All lines in the entries below that hold "FromRequestParts" make up the answer.
BEGIN RECORDS SHOWN
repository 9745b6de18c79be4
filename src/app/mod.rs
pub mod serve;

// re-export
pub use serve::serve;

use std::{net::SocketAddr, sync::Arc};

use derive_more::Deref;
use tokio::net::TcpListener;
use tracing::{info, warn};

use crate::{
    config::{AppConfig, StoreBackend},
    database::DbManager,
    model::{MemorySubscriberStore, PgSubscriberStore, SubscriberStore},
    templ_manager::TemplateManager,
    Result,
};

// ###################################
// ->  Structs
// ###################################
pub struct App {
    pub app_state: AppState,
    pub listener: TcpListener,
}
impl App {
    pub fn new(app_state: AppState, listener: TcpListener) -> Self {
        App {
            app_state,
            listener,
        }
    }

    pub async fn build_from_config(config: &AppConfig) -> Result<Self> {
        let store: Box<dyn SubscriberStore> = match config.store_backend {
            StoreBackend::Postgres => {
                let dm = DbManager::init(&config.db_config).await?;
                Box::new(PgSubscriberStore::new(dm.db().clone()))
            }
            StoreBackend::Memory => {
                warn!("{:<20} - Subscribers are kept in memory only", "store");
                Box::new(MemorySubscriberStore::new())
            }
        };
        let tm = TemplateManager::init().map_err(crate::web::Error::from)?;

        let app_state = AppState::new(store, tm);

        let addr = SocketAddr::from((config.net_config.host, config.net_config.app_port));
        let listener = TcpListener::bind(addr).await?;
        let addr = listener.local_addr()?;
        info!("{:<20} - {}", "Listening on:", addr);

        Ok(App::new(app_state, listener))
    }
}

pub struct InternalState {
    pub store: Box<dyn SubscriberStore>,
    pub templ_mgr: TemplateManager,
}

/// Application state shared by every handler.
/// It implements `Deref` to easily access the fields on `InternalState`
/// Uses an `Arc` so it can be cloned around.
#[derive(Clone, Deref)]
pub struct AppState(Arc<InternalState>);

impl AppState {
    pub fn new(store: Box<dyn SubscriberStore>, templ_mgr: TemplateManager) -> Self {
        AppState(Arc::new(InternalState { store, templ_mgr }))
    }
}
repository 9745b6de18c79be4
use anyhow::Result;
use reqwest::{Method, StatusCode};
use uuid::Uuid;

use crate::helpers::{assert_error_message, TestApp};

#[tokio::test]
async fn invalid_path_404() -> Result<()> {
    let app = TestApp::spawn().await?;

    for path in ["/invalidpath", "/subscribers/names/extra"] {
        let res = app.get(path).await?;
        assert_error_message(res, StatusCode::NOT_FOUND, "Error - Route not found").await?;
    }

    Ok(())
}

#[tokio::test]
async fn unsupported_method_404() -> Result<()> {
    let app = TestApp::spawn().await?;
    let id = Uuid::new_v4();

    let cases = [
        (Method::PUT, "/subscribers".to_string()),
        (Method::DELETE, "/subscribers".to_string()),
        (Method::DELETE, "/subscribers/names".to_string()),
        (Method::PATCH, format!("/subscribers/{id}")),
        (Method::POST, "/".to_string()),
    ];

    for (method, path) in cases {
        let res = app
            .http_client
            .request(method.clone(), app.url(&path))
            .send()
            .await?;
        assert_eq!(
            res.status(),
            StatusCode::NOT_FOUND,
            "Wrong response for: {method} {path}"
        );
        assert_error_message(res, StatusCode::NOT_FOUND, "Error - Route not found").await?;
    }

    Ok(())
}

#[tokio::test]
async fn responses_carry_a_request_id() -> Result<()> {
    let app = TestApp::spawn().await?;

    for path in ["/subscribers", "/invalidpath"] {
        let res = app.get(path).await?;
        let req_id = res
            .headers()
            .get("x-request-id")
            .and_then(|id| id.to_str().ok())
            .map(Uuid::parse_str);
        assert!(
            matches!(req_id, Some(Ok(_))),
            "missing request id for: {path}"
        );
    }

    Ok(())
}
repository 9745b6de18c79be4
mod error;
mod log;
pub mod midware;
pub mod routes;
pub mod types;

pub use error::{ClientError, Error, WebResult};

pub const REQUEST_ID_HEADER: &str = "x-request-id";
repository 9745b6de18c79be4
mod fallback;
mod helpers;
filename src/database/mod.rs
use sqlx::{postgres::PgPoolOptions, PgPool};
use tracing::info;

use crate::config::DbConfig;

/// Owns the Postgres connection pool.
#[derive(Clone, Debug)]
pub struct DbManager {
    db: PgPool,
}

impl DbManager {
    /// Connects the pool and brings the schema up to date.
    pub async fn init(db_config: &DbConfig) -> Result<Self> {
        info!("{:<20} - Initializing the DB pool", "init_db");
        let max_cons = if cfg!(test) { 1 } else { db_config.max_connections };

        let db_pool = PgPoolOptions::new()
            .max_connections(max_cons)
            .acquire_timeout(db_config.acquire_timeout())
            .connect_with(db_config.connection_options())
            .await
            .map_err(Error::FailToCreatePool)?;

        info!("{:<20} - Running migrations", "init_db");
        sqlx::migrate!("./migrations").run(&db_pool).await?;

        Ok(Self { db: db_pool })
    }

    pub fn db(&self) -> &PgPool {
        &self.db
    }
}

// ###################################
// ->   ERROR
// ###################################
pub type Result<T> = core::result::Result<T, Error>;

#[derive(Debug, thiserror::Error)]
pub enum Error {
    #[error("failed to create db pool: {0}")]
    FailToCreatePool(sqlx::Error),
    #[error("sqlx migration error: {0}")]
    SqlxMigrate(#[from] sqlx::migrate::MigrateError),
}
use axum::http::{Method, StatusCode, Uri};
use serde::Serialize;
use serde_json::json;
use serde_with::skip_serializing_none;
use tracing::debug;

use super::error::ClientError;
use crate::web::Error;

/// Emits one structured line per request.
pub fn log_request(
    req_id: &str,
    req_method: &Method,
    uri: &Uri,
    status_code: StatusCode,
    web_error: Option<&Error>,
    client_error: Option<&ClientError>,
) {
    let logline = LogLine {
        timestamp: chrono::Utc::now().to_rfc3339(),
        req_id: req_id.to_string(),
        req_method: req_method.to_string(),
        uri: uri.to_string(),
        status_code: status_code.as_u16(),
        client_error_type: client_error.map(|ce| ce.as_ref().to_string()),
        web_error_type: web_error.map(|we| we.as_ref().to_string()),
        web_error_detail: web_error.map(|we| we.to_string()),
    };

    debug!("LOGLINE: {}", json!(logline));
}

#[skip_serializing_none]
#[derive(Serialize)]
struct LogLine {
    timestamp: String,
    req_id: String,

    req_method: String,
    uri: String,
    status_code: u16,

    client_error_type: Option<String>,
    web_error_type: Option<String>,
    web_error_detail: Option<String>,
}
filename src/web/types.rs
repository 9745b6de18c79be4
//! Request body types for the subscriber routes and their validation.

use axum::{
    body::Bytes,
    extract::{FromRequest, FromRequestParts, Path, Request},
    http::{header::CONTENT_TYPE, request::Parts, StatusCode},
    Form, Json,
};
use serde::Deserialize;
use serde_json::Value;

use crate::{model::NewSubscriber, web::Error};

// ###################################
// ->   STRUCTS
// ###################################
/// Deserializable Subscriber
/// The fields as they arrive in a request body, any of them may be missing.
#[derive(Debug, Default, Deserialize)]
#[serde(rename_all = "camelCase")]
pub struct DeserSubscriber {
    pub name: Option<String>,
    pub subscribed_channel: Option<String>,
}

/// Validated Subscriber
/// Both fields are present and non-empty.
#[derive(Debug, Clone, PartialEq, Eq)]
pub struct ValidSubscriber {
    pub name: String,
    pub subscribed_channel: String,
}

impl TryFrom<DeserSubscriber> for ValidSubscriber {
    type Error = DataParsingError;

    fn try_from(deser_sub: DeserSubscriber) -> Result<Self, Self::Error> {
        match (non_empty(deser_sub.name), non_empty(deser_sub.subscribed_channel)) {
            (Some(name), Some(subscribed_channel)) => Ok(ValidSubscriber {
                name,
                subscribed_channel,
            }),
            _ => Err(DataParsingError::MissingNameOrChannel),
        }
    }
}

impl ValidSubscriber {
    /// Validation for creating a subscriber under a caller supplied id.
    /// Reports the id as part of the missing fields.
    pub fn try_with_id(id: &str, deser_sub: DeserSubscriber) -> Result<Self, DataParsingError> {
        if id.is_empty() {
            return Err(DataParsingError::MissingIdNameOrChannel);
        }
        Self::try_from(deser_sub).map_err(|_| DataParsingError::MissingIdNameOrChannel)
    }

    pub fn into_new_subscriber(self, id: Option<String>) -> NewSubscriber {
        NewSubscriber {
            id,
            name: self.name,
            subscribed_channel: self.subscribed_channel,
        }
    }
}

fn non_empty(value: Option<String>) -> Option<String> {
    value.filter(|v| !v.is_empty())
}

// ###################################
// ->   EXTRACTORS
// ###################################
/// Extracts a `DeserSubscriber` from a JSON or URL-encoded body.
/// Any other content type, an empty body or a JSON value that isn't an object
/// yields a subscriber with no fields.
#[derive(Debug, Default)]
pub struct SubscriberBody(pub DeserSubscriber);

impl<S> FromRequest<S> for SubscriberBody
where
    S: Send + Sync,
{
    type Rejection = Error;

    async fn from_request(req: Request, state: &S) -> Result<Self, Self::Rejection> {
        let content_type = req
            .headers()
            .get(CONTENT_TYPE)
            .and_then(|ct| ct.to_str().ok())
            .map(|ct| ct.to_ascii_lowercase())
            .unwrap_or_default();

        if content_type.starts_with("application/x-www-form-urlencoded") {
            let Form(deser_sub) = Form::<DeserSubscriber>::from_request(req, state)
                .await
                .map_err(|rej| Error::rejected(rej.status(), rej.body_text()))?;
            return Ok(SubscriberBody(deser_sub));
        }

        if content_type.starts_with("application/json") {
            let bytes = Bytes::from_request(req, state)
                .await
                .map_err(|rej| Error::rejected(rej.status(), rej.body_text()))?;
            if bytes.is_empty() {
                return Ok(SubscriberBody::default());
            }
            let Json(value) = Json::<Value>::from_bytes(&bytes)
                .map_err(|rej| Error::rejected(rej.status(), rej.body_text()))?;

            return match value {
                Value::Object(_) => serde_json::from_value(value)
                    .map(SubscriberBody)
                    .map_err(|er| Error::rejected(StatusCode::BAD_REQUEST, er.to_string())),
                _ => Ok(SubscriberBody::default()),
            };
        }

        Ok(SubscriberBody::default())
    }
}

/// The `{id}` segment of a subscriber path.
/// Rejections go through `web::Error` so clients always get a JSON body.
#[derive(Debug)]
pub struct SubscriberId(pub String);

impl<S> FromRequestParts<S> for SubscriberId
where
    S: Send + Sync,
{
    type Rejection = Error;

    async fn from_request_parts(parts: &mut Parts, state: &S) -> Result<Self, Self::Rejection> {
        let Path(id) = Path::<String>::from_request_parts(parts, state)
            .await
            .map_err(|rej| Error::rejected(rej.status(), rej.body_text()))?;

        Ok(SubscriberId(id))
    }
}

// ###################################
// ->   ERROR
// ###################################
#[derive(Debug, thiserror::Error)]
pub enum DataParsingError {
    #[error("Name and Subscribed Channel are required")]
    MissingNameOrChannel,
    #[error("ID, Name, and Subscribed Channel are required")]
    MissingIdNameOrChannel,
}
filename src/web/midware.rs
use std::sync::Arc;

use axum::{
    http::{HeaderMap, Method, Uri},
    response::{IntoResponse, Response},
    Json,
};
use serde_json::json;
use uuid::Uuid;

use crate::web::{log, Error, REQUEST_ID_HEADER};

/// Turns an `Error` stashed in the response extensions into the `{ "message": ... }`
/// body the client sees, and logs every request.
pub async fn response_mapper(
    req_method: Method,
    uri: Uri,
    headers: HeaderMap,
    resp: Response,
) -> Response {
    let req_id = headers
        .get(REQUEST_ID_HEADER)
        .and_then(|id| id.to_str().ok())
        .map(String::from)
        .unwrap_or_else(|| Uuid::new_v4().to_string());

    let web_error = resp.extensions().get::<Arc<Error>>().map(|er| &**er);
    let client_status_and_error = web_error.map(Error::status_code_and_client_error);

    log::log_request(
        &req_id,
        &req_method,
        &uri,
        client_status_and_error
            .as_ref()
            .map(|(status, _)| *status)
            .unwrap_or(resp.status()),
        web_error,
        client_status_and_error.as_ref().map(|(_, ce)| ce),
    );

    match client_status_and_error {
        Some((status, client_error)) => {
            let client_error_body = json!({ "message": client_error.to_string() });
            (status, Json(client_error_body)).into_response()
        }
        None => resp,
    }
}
END RECORDS SHOWN
BEGIN RECORDS SHOWN
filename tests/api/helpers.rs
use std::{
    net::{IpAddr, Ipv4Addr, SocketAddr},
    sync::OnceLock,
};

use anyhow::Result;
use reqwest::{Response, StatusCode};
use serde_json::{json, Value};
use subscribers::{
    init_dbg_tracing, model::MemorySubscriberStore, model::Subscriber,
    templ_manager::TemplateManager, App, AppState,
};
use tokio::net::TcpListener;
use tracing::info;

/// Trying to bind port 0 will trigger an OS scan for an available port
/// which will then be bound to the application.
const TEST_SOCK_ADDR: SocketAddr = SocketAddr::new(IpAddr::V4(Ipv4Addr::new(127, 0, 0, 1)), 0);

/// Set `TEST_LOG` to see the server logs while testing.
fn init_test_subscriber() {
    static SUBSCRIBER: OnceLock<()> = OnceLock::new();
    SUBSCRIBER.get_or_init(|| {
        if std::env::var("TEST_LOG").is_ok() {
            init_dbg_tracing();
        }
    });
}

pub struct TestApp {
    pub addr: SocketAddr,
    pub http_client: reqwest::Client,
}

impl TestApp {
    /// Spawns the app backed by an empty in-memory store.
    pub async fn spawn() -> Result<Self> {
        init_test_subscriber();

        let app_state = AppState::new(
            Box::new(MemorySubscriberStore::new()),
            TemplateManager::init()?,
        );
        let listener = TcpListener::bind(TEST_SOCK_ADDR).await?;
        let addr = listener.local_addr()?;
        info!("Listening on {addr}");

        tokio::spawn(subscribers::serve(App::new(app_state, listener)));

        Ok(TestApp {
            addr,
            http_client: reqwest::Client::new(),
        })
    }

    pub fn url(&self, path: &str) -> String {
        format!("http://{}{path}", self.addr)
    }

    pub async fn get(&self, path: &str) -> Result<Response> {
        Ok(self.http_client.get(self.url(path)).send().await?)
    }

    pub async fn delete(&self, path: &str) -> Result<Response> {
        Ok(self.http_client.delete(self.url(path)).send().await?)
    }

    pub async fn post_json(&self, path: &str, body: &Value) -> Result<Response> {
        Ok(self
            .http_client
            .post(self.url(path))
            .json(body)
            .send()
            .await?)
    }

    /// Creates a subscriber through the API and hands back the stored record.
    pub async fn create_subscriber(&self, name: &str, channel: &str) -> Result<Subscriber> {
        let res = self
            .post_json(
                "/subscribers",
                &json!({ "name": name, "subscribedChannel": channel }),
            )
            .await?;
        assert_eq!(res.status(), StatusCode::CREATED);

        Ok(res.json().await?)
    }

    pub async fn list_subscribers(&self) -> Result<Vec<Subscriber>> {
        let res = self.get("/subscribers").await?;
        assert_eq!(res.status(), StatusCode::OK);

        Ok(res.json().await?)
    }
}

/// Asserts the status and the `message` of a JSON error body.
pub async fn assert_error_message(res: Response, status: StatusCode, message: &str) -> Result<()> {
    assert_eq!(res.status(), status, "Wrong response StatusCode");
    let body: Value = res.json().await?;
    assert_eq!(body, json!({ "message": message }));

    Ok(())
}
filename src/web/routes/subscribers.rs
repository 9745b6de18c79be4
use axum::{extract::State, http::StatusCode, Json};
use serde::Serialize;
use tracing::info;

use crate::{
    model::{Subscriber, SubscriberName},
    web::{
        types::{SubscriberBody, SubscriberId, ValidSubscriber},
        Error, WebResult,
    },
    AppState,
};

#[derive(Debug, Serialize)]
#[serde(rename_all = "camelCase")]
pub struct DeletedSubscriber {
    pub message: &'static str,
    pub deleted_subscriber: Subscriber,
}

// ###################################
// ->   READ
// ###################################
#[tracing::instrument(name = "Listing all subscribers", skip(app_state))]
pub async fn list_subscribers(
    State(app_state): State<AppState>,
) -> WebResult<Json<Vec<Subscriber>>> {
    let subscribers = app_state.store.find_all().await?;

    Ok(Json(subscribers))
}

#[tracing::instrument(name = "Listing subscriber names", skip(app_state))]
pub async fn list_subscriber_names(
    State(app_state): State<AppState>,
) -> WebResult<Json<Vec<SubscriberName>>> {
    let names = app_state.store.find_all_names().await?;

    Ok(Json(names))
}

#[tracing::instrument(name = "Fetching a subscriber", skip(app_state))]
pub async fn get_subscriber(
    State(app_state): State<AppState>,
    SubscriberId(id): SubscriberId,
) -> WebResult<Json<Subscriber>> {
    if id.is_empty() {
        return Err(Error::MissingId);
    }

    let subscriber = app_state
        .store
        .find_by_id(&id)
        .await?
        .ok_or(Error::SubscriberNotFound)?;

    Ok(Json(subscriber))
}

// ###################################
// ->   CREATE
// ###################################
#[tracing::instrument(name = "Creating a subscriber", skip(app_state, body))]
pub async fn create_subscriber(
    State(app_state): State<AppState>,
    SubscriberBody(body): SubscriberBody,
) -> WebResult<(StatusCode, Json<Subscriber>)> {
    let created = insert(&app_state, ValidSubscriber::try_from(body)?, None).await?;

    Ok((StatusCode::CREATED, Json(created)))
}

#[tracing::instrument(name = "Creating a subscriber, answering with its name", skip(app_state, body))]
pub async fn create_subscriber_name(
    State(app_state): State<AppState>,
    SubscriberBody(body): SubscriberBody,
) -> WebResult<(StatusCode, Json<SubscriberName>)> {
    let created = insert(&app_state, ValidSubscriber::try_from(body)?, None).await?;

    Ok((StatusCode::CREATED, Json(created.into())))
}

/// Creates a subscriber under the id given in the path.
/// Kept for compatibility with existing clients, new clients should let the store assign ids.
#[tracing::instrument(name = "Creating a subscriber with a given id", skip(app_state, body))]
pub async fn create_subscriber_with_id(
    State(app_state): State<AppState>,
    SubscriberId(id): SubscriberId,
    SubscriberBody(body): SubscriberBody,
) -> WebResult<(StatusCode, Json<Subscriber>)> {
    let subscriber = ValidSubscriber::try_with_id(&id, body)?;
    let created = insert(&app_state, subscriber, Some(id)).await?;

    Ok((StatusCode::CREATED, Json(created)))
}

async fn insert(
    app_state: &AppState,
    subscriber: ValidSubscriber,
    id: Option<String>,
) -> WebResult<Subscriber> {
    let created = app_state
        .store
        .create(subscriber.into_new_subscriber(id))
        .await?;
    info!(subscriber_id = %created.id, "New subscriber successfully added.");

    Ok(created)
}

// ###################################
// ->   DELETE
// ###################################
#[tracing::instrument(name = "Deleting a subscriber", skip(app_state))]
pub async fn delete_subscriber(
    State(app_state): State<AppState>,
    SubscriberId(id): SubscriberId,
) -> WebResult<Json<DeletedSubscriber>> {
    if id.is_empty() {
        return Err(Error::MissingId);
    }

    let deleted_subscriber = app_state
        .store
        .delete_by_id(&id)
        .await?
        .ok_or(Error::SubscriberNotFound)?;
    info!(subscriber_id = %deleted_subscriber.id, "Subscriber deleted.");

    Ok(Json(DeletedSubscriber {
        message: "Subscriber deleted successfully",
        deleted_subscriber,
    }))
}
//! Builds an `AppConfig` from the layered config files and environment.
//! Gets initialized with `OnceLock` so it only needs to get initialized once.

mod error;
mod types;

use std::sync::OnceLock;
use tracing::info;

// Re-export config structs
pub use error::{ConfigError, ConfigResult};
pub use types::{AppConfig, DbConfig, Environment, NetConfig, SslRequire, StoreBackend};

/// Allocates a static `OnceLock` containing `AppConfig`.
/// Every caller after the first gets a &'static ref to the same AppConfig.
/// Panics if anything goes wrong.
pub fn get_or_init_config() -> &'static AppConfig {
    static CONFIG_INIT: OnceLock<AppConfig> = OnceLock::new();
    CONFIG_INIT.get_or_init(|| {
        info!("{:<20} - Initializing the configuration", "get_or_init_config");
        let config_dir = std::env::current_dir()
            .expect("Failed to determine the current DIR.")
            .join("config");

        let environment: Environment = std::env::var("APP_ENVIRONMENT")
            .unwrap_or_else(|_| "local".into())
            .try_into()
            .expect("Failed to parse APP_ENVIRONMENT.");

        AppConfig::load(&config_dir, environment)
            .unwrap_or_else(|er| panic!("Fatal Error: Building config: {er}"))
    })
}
END RECORDS SHOWN
BEGIN RECORDS SHOWN
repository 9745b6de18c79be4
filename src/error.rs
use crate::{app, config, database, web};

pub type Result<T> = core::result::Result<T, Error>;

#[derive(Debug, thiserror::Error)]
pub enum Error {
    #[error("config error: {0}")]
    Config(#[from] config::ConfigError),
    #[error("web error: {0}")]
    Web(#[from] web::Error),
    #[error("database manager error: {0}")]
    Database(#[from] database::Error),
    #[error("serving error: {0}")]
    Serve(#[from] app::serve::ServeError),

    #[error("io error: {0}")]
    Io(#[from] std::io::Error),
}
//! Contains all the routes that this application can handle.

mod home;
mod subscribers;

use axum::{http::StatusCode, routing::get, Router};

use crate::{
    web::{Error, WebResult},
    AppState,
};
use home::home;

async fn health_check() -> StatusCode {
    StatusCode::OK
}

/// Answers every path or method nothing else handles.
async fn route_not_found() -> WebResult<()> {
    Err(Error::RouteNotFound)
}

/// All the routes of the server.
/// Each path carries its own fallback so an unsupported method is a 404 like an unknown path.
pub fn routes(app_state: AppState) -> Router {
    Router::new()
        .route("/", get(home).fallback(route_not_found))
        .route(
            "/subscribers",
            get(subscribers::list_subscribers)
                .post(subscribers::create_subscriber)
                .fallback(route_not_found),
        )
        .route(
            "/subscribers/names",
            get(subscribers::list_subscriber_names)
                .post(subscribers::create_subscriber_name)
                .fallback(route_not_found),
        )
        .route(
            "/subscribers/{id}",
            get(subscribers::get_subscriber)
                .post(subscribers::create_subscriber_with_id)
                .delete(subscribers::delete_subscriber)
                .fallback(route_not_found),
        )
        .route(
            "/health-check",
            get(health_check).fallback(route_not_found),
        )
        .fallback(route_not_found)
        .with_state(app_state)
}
END RECORDS SHOWN
- _COMPLETED TASK_:
    extract::{FromRequest, FromRequestParts, Path, Request},
impl<S> FromRequestParts<S> for SubscriberId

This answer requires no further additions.